Just one year later, in 1974, Drew won a lifetime subscription to TimberWest, as he and Dale competed at a logging sports show in Northern California. Although Drew is retired from logging now, and enjoys driving a senior citizen bus in Redding, California, he has gained plenty of perspective about logging as both a logger and as a steady reader of TimberWest.
“I knew in high school where I was going,” Drew says, “My dad was going to have us in the woods. I loved it and made a good living at it. Logging was good to me.”
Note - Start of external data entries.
//! Preview generation.
//!
//! Sources, by media type:
//! - Images: decoded with the `image` crate
//! - RAW files: the largest decodable embedded JPEG preview
//! - Audio: embedded cover art (front cover preferred)
//! - Video: none
//!
//! Every preview is scaled to fit the target box and re-encoded as JPEG.

use image::codecs::jpeg::JpegEncoder;
use image::{DynamicImage, ImageFormat};
use lofty::file::TaggedFileExt;
use lofty::picture::PictureType;
use lofty::probe::Probe;
use std::fs::File;
use std::io::Read;
use std::path::Path;

use crate::model::MediaType;

/// JPEG quality for stored previews
const PREVIEW_QUALITY: u8 = 80;

/// How much of a RAW file to search for embedded previews
const RAW_SEARCH_BYTES: u64 = 16 * 1024 * 1024;

/// Embedded JPEGs smaller than this are usually tiny EXIF thumbnails
const MIN_EMBEDDED_JPEG: usize = 4 * 1024;

const JPEG_START: [u8; 3] = [0xFF, 0xD8, 0xFF];

/// Generate JPEG preview bytes for a file, or `None` if no preview can be made.
pub fn generate_preview(path: &Path, media_type: MediaType, size: u32) -> Option<Vec<u8>> {
    let image = match media_type {
        MediaType::Image => match image::open(path) {
            Ok(img) => img,
            Err(e) => {
                tracing::debug!(target: "thumbnail", path = %path.display(), error = %e, "Image decode failed");
                return None;
            }
        },
        MediaType::RawImage => decode_embedded_raw_preview(path)?,
        MediaType::Audio => decode_embedded_cover(path)?,
        MediaType::Video | MediaType::Unknown => return None,
    };
    encode_preview(&image, size)
}

/// Scale to fit `size`x`size` and encode as JPEG.
pub fn encode_preview(image: &DynamicImage, size: u32) -> Option<Vec<u8>> {
    let scaled = image.thumbnail(size, size);
    // JPEG has no alpha channel
    let rgb = DynamicImage::ImageRgb8(scaled.to_rgb8());

    let mut buffer = Vec::new();
    let encoder = JpegEncoder::new_with_quality(&mut buffer, PREVIEW_QUALITY);
    rgb.write_with_encoder(encoder).ok()?;
    Some(buffer)
}

fn decode_embedded_raw_preview(path: &Path) -> Option<DynamicImage> {
    let file = File::open(path).ok()?;
    let mut data = Vec::new();
    file.take(RAW_SEARCH_BYTES).read_to_end(&mut data).ok()?;

    let mut candidates = embedded_jpegs(&data);
    // Largest first: that's the full-size preview, not the EXIF thumbnail
    candidates.sort_by(|a, b| b.len().cmp(&a.len()));

    candidates
        .into_iter()
        .filter(|jpeg| jpeg.len() >= MIN_EMBEDDED_JPEG)
        .find_map(|jpeg| image::load_from_memory_with_format(jpeg, ImageFormat::Jpeg).ok())
}

/// Find JPEG streams (SOI..EOI) inside a byte buffer.
///
/// Marker segments are skipped by their declared length, so an EXIF
/// thumbnail nested in an APP1 segment does not end the outer stream.
pub(crate) fn embedded_jpegs(data: &[u8]) -> Vec<&[u8]> {
    let mut found = Vec::new();
    let mut offset = 0;
    while let Some(start) = data
        .get(offset..)
        .and_then(|rest| find(rest, &JPEG_START))
        .map(|p| p + offset)
    {
        match jpeg_len(&data[start..]) {
            Some(len) => {
                found.push(&data[start..start + len]);
                offset = start + len;
            }
            None => offset = start + JPEG_START.len() - 1,
        }
    }
    found
}

/// Length of the JPEG stream starting at `data[0]`, through its EOI marker.
fn jpeg_len(data: &[u8]) -> Option<usize> {
    let mut pos = 2;
    loop {
        if *data.get(pos)? != 0xFF {
            return None;
        }
        // Fill bytes may precede a marker
        while *data.get(pos + 1)? == 0xFF {
            pos += 1;
        }
        let marker = *data.get(pos + 1)?;
        pos += 2;
        match marker {
            0xD9 => return Some(pos),
            0x01 | 0xD0..=0xD7 => {}
            _ => {
                let len = u16::from_be_bytes([*data.get(pos)?, *data.get(pos + 1)?]) as usize;
                if len < 2 {
                    return None;
                }
                pos += len;
                // Start of scan: entropy-coded data follows the header
                if marker == 0xDA {
                    pos = skip_entropy_data(data, pos)?;
                }
            }
        }
    }
}

/// Offset of the first real marker at or after `pos`.
fn skip_entropy_data(data: &[u8], mut pos: usize) -> Option<usize> {
    loop {
        pos += data.get(pos..)?.iter().position(|&b| b == 0xFF)?;
        match *data.get(pos + 1)? {
            // Stuffed zero byte or restart marker
            0x00 | 0xD0..=0xD7 => pos += 2,
            0xFF => pos += 1,
            _ => return Some(pos),
        }
    }
}

fn find(haystack: &[u8], needle: &[u8]) -> Option<usize> {
    haystack.windows(needle.len()).position(|w| w == needle)
}

fn decode_embedded_cover(path: &Path) -> Option<DynamicImage> {
    let tagged_file = Probe::open(path).ok()?.read().ok()?;
    let tag = tagged_file
        .primary_tag()
        .or_else(|| tagged_file.first_tag())?;

    let pictures = tag.pictures();
    let picture = pictures
        .iter()
        .find(|p| p.pic_type() == PictureType::CoverFront)
        .or_else(|| pictures.first())?;

    image::load_from_memory(picture.data()).ok()
}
During many of those years, Drew worked for J.W. Fisher Logging as a cat skidder operator. He also worked for Pew Forest Products and Wheeler Logging. Things changed in 2005, when he and Dale took a break from logging to care for their mom who had fallen into poor health. Yet even as he stayed out of the woods for that time, issues of TimberWest kept coming to Curran, who was amazed at how much his profession was changing. Mechanization was adding new and exciting chapters.
“I always read the magazine, first to see if there’s anyone I know being written up,” Curran says. “Then I read about the equipment they’re using. It’s amazing watching the harvesters and how they can work the steep ground, and how they can cut a tree and spin it away. There are just some places where a faller can’t wedge and get a log to fall away like that.”
Curran admits that he loves being around log processors, harvesters, and other high-tech equipment now featured in TimberWest. But he also notes a recent TimberWest article about a logging company that still logs the old conventional way. “I read that and wonder how he makes it. But then sometimes when I see a log truck go by with really big logs on it, I know a hand faller had to be doing the work.”
Starting out his career in places like Happy Camp and other logging outposts, Drew reflects on how many memories he has made, starting with his early days handling a chainsaw. But the long and winding road in the woods has not been pain-free, such as when he lost a brother in a logging accident. More recently, he lost Dale to cancer, noting that losing his twin is especially hard because they were always together.
Now driving a bus full of seniors to health appointments, Curran concedes that life is certainly safer than in his days in the woods. Occasionally he has a passenger who made a career in logging and is eager to share stories. Clearly the profession enjoys a special bond.
“Being out of the woods has its benefits, and I have five grandchildren I get to enjoy more now,” he says of his new bus driving job, which doesn’t require getting up in the middle of the night to go to work. “But I always look forward to TimberWest and the further knowledge I get from it.”